* WHAT IS REQUIRED *
Filter the listing and keep only the lines with the word "Option".

* RECORDS TO USE *
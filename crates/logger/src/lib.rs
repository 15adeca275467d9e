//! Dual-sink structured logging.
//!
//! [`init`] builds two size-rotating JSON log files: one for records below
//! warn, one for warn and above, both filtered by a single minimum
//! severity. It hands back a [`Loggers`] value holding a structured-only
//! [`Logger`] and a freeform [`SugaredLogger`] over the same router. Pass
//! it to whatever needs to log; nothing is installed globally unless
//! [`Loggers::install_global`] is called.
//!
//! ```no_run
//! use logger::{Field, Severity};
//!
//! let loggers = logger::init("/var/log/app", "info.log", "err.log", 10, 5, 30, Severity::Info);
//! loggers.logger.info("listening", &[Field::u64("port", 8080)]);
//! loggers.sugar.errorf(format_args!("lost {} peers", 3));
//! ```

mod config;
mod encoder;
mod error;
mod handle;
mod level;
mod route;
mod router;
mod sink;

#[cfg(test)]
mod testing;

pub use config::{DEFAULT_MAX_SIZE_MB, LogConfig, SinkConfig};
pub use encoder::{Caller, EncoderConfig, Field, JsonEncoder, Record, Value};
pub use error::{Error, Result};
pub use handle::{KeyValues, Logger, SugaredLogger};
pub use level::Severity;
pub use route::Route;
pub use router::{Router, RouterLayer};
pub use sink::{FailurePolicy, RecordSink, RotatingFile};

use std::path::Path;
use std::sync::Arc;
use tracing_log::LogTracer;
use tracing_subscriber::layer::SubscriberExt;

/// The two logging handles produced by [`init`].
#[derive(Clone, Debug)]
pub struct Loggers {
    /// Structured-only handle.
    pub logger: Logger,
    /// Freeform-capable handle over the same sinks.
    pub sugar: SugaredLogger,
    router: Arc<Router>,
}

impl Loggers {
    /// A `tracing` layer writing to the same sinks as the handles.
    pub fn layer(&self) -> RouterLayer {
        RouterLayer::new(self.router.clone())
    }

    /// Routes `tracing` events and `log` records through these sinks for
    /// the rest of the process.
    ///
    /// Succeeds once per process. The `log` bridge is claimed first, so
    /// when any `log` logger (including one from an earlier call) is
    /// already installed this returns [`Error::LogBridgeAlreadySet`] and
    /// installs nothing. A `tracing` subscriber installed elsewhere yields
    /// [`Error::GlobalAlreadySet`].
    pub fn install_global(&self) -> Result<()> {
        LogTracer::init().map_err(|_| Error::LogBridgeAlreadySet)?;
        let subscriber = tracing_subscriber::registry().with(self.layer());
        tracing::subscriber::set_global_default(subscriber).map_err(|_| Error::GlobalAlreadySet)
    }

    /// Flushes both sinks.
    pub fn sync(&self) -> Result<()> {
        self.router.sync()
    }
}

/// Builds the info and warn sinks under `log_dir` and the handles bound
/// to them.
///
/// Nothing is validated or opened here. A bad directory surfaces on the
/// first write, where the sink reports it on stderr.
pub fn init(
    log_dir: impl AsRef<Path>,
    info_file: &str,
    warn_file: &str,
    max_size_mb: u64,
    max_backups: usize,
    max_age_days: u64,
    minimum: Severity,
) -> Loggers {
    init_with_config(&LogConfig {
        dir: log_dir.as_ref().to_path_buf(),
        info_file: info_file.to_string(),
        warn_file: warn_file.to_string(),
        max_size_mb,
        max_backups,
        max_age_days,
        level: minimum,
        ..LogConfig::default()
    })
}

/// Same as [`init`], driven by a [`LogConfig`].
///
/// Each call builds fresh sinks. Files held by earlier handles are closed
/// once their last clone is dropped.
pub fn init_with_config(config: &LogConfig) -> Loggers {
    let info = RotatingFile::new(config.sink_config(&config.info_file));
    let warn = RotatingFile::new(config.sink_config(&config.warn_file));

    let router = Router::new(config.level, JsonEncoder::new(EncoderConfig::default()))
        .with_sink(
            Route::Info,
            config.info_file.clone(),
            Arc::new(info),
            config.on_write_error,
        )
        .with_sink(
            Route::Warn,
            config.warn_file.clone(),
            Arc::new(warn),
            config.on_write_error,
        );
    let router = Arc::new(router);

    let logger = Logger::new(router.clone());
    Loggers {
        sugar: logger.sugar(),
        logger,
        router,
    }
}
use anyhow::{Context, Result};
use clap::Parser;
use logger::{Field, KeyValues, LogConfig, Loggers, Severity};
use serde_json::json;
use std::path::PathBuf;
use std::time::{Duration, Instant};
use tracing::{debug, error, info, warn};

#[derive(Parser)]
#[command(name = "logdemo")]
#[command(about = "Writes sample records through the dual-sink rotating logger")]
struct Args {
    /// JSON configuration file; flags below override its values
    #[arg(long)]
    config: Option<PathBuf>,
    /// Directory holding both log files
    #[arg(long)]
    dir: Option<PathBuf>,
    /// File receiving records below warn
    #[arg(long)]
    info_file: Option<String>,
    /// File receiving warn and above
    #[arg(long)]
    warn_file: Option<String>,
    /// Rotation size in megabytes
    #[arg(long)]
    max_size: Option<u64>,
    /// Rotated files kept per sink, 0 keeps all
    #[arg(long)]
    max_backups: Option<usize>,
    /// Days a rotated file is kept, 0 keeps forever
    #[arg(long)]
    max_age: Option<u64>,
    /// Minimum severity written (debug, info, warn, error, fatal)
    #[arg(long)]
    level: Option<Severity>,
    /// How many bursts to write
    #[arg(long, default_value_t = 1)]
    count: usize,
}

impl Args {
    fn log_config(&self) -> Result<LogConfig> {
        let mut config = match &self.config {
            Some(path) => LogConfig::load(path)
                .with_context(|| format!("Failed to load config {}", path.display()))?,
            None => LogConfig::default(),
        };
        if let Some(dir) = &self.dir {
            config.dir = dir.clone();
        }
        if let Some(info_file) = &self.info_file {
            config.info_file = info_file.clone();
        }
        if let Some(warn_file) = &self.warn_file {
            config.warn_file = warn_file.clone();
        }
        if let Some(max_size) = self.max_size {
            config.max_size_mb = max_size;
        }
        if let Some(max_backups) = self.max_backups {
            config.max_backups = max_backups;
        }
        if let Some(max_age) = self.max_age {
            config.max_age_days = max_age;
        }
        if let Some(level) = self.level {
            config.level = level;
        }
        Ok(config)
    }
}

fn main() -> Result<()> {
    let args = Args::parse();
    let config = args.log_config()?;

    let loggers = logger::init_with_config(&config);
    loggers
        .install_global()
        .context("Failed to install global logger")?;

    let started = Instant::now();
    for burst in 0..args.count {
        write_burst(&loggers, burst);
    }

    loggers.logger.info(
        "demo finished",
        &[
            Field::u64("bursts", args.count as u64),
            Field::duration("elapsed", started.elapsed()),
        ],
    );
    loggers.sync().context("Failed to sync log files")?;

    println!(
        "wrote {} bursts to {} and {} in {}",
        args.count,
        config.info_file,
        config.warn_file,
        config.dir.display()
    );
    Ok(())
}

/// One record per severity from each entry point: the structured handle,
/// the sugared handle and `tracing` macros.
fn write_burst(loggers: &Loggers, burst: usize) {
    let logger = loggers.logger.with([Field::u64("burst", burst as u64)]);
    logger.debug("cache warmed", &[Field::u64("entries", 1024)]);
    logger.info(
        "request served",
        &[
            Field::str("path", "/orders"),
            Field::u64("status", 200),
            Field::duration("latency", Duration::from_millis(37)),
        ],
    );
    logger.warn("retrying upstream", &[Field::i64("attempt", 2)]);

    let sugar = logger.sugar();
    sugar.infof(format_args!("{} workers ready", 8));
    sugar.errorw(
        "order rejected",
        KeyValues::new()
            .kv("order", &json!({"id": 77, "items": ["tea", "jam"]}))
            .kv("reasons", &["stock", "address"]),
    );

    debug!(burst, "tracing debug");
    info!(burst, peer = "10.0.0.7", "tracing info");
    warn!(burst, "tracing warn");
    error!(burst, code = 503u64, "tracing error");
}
==
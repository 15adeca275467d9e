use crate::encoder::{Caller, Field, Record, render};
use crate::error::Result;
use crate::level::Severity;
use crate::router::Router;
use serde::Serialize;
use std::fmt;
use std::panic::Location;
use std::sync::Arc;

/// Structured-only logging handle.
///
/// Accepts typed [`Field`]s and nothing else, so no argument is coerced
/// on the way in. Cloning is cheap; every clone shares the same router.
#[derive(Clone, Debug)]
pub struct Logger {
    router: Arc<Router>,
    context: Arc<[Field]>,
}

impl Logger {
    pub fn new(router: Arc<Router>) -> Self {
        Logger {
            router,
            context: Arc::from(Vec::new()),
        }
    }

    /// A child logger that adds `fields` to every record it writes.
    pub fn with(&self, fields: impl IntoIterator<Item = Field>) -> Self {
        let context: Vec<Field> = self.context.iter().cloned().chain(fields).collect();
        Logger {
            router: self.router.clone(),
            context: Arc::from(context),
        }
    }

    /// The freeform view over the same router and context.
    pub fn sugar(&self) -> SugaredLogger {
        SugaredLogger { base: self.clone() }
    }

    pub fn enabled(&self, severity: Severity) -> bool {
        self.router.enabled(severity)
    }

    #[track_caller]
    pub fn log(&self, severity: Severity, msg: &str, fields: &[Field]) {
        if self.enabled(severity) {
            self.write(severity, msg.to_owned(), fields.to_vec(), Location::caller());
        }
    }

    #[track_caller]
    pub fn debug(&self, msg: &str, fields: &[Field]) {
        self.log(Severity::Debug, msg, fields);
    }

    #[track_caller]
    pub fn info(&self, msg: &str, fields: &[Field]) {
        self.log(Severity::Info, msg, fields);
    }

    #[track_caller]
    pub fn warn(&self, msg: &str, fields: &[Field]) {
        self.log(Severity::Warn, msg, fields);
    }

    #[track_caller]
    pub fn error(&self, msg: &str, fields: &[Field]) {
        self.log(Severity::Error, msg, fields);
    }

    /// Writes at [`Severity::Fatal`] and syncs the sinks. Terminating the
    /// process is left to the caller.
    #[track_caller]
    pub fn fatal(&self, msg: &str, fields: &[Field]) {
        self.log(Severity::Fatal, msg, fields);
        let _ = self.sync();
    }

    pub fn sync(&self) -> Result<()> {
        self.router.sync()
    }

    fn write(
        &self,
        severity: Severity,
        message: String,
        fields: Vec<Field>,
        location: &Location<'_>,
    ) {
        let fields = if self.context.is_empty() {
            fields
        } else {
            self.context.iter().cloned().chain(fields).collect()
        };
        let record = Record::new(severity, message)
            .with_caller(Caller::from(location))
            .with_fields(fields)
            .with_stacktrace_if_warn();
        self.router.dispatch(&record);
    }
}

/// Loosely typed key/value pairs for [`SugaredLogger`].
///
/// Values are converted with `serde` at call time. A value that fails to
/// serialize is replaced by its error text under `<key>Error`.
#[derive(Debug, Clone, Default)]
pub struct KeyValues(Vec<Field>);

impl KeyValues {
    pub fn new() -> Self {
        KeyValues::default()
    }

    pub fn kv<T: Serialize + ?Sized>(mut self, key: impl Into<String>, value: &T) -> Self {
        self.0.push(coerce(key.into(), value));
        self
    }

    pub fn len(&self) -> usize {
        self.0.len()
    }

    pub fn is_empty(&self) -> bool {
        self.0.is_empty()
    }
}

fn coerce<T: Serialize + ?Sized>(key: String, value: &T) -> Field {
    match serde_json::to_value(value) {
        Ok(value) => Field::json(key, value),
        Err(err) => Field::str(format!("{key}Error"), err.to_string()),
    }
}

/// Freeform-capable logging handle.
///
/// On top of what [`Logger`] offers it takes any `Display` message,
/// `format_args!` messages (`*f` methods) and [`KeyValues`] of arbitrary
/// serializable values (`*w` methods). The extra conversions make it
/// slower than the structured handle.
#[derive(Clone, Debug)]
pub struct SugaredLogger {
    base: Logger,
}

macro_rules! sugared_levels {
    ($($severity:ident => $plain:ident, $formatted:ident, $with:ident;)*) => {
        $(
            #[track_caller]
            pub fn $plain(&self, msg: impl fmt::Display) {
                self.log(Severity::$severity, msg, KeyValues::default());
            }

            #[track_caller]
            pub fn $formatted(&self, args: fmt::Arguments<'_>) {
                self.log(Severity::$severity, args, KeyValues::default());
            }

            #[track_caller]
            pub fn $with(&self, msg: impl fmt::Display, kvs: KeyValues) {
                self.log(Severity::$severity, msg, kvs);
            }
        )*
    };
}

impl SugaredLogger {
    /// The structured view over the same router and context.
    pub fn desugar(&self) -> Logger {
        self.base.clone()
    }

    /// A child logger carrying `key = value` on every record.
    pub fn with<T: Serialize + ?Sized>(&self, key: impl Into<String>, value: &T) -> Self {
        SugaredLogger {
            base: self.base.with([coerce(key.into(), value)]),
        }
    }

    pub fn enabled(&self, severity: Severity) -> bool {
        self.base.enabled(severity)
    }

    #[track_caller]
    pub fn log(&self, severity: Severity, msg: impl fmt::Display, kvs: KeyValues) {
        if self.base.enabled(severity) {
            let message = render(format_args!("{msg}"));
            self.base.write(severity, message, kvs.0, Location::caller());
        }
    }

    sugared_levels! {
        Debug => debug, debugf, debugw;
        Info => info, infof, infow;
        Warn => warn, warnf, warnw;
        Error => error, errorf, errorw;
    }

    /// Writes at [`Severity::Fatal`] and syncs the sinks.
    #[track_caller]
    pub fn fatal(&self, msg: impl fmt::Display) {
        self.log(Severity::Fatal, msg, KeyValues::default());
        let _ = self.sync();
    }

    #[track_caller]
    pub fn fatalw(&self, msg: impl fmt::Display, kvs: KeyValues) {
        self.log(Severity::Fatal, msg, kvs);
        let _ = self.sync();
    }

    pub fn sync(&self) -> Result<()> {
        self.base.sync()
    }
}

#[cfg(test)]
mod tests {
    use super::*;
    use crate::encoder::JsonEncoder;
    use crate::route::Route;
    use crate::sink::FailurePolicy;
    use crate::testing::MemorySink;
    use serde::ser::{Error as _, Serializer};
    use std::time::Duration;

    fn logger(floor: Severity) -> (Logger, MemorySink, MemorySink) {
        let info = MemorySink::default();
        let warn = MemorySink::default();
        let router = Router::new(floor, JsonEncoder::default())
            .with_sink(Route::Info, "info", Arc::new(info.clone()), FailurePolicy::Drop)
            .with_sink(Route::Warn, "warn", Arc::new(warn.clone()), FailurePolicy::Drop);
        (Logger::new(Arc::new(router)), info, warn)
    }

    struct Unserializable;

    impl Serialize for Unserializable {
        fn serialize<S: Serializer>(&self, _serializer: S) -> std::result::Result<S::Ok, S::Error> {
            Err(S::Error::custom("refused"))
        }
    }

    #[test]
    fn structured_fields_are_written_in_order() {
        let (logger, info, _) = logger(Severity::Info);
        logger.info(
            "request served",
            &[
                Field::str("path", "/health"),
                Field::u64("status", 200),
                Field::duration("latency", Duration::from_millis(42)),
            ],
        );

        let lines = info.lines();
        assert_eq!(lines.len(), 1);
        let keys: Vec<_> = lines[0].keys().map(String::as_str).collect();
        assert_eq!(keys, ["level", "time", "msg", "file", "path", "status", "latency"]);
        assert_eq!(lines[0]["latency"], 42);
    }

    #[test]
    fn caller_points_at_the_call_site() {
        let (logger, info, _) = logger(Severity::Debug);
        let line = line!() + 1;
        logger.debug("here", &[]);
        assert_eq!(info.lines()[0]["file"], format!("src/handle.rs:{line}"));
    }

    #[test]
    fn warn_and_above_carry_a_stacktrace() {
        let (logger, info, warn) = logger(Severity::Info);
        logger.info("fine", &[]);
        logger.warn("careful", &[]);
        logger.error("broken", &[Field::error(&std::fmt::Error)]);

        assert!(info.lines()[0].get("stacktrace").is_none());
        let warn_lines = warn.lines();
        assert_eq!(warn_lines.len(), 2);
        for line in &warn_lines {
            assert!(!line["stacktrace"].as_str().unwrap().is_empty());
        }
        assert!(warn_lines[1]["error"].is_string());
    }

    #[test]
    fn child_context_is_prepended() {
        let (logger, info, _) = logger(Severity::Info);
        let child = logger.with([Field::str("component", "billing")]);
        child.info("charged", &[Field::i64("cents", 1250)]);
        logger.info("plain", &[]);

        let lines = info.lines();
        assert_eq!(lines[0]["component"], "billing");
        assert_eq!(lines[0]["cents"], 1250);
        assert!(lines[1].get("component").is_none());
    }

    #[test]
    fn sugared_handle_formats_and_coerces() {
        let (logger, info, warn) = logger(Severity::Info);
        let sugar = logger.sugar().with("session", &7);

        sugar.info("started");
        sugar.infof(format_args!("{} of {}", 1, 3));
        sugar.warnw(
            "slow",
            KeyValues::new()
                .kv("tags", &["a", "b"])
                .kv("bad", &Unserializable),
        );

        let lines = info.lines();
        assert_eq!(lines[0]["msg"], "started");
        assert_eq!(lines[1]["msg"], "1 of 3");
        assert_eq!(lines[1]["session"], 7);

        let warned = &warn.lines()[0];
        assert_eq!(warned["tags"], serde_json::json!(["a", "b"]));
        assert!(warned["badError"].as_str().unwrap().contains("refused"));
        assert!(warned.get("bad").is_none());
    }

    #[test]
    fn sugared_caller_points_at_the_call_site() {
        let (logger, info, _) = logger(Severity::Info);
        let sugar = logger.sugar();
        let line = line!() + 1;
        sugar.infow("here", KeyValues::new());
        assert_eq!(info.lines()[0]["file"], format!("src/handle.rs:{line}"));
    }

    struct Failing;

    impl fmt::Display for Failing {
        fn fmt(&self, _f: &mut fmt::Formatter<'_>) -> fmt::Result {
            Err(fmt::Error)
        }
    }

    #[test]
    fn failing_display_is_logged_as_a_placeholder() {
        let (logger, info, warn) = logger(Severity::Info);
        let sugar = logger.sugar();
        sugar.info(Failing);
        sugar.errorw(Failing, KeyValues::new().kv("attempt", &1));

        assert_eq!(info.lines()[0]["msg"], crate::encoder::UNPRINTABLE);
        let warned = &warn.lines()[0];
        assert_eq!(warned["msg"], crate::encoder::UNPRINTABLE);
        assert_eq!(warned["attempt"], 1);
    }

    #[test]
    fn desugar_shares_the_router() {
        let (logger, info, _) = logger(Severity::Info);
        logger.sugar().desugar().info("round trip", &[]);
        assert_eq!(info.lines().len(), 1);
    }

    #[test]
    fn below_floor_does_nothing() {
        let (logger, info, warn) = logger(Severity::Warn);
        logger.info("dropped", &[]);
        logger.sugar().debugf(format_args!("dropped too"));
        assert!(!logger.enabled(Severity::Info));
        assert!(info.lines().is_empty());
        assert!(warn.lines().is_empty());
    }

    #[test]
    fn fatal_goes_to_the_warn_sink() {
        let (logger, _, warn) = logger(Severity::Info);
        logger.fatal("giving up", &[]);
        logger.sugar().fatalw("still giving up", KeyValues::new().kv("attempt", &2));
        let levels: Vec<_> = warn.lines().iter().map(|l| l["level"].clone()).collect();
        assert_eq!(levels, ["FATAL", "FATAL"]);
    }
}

* YOUR RESPONSE *
    config: Option<PathBuf>,
    dir: Option<PathBuf>,
    info_file: Option<String>,
    warn_file: Option<String>,
    max_size: Option<u64>,
    max_backups: Option<usize>,
    max_age: Option<u64>,
    level: Option<Severity>,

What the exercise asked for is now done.